● **Problem requirements**
All of the records must be repeated exactly as they read.

● **Dataset extract**
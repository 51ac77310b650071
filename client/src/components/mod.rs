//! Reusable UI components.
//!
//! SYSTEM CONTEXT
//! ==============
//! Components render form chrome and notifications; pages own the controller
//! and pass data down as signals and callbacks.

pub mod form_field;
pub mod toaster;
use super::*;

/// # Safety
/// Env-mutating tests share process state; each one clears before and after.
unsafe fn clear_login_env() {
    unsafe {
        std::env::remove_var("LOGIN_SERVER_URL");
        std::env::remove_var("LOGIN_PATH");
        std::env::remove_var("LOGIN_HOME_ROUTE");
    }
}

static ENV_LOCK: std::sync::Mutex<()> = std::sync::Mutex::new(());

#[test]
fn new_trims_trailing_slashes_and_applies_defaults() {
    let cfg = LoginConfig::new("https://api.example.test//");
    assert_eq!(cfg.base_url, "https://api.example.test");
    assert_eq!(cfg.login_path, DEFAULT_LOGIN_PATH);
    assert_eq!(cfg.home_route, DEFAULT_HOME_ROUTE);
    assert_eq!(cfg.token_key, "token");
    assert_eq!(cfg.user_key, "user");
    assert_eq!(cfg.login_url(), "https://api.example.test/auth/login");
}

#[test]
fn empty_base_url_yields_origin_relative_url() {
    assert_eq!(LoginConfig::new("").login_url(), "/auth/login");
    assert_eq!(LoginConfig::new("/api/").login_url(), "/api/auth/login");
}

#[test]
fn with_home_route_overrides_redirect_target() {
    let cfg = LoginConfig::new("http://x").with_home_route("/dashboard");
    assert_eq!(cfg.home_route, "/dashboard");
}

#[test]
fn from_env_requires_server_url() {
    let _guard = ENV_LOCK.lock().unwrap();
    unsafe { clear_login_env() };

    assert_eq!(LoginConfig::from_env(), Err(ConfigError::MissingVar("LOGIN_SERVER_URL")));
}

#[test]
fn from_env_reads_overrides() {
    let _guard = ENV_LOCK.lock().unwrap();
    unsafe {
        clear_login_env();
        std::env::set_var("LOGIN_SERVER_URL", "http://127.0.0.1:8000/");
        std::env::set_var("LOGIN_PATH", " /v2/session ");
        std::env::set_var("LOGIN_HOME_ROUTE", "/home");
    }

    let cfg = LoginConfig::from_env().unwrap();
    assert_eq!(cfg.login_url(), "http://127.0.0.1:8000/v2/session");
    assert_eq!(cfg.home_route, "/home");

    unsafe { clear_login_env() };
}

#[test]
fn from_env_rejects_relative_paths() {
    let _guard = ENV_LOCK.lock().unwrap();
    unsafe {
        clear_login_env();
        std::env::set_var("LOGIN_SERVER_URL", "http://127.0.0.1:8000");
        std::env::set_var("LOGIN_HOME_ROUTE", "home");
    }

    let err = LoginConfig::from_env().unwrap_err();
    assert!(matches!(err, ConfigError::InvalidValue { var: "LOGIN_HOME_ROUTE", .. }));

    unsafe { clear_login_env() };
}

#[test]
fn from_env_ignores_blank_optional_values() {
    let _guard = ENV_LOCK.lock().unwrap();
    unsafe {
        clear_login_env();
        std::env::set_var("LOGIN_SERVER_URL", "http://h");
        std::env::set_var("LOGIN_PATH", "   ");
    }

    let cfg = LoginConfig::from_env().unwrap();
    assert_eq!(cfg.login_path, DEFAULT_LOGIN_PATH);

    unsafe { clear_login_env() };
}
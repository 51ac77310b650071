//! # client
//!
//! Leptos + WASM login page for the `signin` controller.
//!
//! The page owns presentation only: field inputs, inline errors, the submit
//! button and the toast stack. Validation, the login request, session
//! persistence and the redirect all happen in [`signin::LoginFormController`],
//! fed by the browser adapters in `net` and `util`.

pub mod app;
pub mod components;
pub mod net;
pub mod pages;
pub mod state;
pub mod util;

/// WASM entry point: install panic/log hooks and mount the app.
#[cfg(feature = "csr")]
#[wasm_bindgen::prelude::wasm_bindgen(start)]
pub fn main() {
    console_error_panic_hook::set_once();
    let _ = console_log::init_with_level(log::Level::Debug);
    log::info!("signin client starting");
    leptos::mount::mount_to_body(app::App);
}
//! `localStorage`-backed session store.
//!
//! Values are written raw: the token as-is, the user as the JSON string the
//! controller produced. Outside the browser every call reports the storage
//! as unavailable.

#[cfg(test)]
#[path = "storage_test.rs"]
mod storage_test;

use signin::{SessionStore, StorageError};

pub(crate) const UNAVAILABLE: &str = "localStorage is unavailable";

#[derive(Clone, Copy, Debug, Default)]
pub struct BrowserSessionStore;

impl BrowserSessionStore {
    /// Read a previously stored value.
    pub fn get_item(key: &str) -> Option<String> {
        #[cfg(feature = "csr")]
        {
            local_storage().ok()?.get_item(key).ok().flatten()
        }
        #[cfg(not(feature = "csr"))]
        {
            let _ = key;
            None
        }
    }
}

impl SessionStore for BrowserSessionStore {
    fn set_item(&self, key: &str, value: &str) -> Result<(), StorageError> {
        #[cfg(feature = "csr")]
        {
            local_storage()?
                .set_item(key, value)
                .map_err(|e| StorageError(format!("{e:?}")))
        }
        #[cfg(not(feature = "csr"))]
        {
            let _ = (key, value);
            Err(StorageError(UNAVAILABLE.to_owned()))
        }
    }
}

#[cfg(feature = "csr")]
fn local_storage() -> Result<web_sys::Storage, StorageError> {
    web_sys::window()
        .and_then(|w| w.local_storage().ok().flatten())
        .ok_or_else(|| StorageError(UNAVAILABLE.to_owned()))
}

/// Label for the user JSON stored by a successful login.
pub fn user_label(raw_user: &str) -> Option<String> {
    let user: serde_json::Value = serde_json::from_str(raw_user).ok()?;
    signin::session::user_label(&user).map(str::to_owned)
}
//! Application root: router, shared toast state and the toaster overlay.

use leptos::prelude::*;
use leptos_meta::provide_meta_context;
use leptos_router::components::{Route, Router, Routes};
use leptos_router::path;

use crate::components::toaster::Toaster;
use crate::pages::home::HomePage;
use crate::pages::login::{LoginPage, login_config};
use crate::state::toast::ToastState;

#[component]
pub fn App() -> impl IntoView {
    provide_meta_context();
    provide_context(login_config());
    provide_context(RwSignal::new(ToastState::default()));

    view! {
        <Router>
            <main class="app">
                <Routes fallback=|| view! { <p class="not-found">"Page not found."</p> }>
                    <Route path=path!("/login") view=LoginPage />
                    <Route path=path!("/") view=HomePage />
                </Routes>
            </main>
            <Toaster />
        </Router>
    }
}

● **Answer to the exercise**
repository 51ac77310b650071
filename client/src/components/mod.rs
//! Reusable UI components.
//!
//! SYSTEM CONTEXT
//! ==============
//! Components render form chrome and notifications; pages own the controller
//! and pass data down as signals and callbacks.

pub mod form_field;
pub mod toaster;
use super::*;

/// # Safety
/// Env-mutating tests share process state; each one clears before and after.
unsafe fn clear_login_env() {
    unsafe {
        std::env::remove_var("LOGIN_SERVER_URL");
        std::env::remove_var("LOGIN_PATH");
        std::env::remove_var("LOGIN_HOME_ROUTE");
    }
}

static ENV_LOCK: std::sync::Mutex<()> = std::sync::Mutex::new(());

#[test]
fn new_trims_trailing_slashes_and_applies_defaults() {
    let cfg = LoginConfig::new("https://api.example.test//");
    assert_eq!(cfg.base_url, "https://api.example.test");
    assert_eq!(cfg.login_path, DEFAULT_LOGIN_PATH);
    assert_eq!(cfg.home_route, DEFAULT_HOME_ROUTE);
    assert_eq!(cfg.token_key, "token");
    assert_eq!(cfg.user_key, "user");
    assert_eq!(cfg.login_url(), "https://api.example.test/auth/login");
}

#[test]
fn empty_base_url_yields_origin_relative_url() {
    assert_eq!(LoginConfig::new("").login_url(), "/auth/login");
    assert_eq!(LoginConfig::new("/api/").login_url(), "/api/auth/login");
}

#[test]
fn with_home_route_overrides_redirect_target() {
    let cfg = LoginConfig::new("http://x").with_home_route("/dashboard");
    assert_eq!(cfg.home_route, "/dashboard");
}

#[test]
fn from_env_requires_server_url() {
    let _guard = ENV_LOCK.lock().unwrap();
    unsafe { clear_login_env() };

    assert_eq!(LoginConfig::from_env(), Err(ConfigError::MissingVar("LOGIN_SERVER_URL")));
}

#[test]
fn from_env_reads_overrides() {
    let _guard = ENV_LOCK.lock().unwrap();
    unsafe {
        clear_login_env();
        std::env::set_var("LOGIN_SERVER_URL", "http://127.0.0.1:8000/");
        std::env::set_var("LOGIN_PATH", " /v2/session ");
        std::env::set_var("LOGIN_HOME_ROUTE", "/home");
    }

    let cfg = LoginConfig::from_env().unwrap();
    assert_eq!(cfg.login_url(), "http://127.0.0.1:8000/v2/session");
    assert_eq!(cfg.home_route, "/home");

    unsafe { clear_login_env() };
}

#[test]
fn from_env_rejects_relative_paths() {
    let _guard = ENV_LOCK.lock().unwrap();
    unsafe {
        clear_login_env();
        std::env::set_var("LOGIN_SERVER_URL", "http://127.0.0.1:8000");
        std::env::set_var("LOGIN_HOME_ROUTE", "home");
    }

    let err = LoginConfig::from_env().unwrap_err();
    assert!(matches!(err, ConfigError::InvalidValue { var: "LOGIN_HOME_ROUTE", .. }));

    unsafe { clear_login_env() };
}

#[test]
fn from_env_ignores_blank_optional_values() {
    let _guard = ENV_LOCK.lock().unwrap();
    unsafe {
        clear_login_env();
        std::env::set_var("LOGIN_SERVER_URL", "http://h");
        std::env::set_var("LOGIN_PATH", "   ");
    }

    let cfg = LoginConfig::from_env().unwrap();
    assert_eq!(cfg.login_path, DEFAULT_LOGIN_PATH);

    unsafe { clear_login_env() };
}
repository 51ac77310b650071
//! # client
//!
//! Leptos + WASM login page for the `signin` controller.
//!
//! The page owns presentation only: field inputs, inline errors, the submit
//! button and the toast stack. Validation, the login request, session
//! persistence and the redirect all happen in [`signin::LoginFormController`],
//! fed by the browser adapters in `net` and `util`.

pub mod app;
pub mod components;
pub mod net;
pub mod pages;
pub mod state;
pub mod util;

/// WASM entry point: install panic/log hooks and mount the app.
#[cfg(feature = "csr")]
#[wasm_bindgen::prelude::wasm_bindgen(start)]
pub fn main() {
    console_error_panic_hook::set_once();
    let _ = console_log::init_with_level(log::Level::Debug);
    log::info!("signin client starting");
    leptos::mount::mount_to_body(app::App);
}
//! `localStorage`-backed session store.
//!
//! Values are written raw: the token as-is, the user as the JSON string the
//! controller produced. Outside the browser every call reports the storage
//! as unavailable.

#[cfg(test)]
#[path = "storage_test.rs"]
mod storage_test;

use signin::{SessionStore, StorageError};

pub(crate) const UNAVAILABLE: &str = "localStorage is unavailable";

#[derive(Clone, Copy, Debug, Default)]
pub struct BrowserSessionStore;

impl BrowserSessionStore {
    /// Read a previously stored value.
    pub fn get_item(key: &str) -> Option<String> {
        #[cfg(feature = "csr")]
        {
            local_storage().ok()?.get_item(key).ok().flatten()
        }
        #[cfg(not(feature = "csr"))]
        {
            let _ = key;
            None
        }
    }
}

impl SessionStore for BrowserSessionStore {
    fn set_item(&self, key: &str, value: &str) -> Result<(), StorageError> {
        #[cfg(feature = "csr")]
        {
            local_storage()?
                .set_item(key, value)
                .map_err(|e| StorageError(format!("{e:?}")))
        }
        #[cfg(not(feature = "csr"))]
        {
            let _ = (key, value);
            Err(StorageError(UNAVAILABLE.to_owned()))
        }
    }
}

#[cfg(feature = "csr")]
fn local_storage() -> Result<web_sys::Storage, StorageError> {
    web_sys::window()
        .and_then(|w| w.local_storage().ok().flatten())
        .ok_or_else(|| StorageError(UNAVAILABLE.to_owned()))
}

/// Label for the user JSON stored by a successful login.
pub fn user_label(raw_user: &str) -> Option<String> {
    let user: serde_json::Value = serde_json::from_str(raw_user).ok()?;
    signin::session::user_label(&user).map(str::to_owned)
}
//! Application root: router, shared toast state and the toaster overlay.

use leptos::prelude::*;
use leptos_meta::provide_meta_context;
use leptos_router::components::{Route, Router, Routes};
use leptos_router::path;

use crate::components::toaster::Toaster;
use crate::pages::home::HomePage;
use crate::pages::login::{LoginPage, login_config};
use crate::state::toast::ToastState;

#[component]
pub fn App() -> impl IntoView {
    provide_meta_context();
    provide_context(login_config());
    provide_context(RwSignal::new(ToastState::default()));

    view! {
        <Router>
            <main class="app">
                <Routes fallback=|| view! { <p class="not-found">"Page not found."</p> }>
                    <Route path=path!("/login") view=LoginPage />
                    <Route path=path!("/") view=HomePage />
                </Routes>
            </main>
            <Toaster />
        </Router>
    }
}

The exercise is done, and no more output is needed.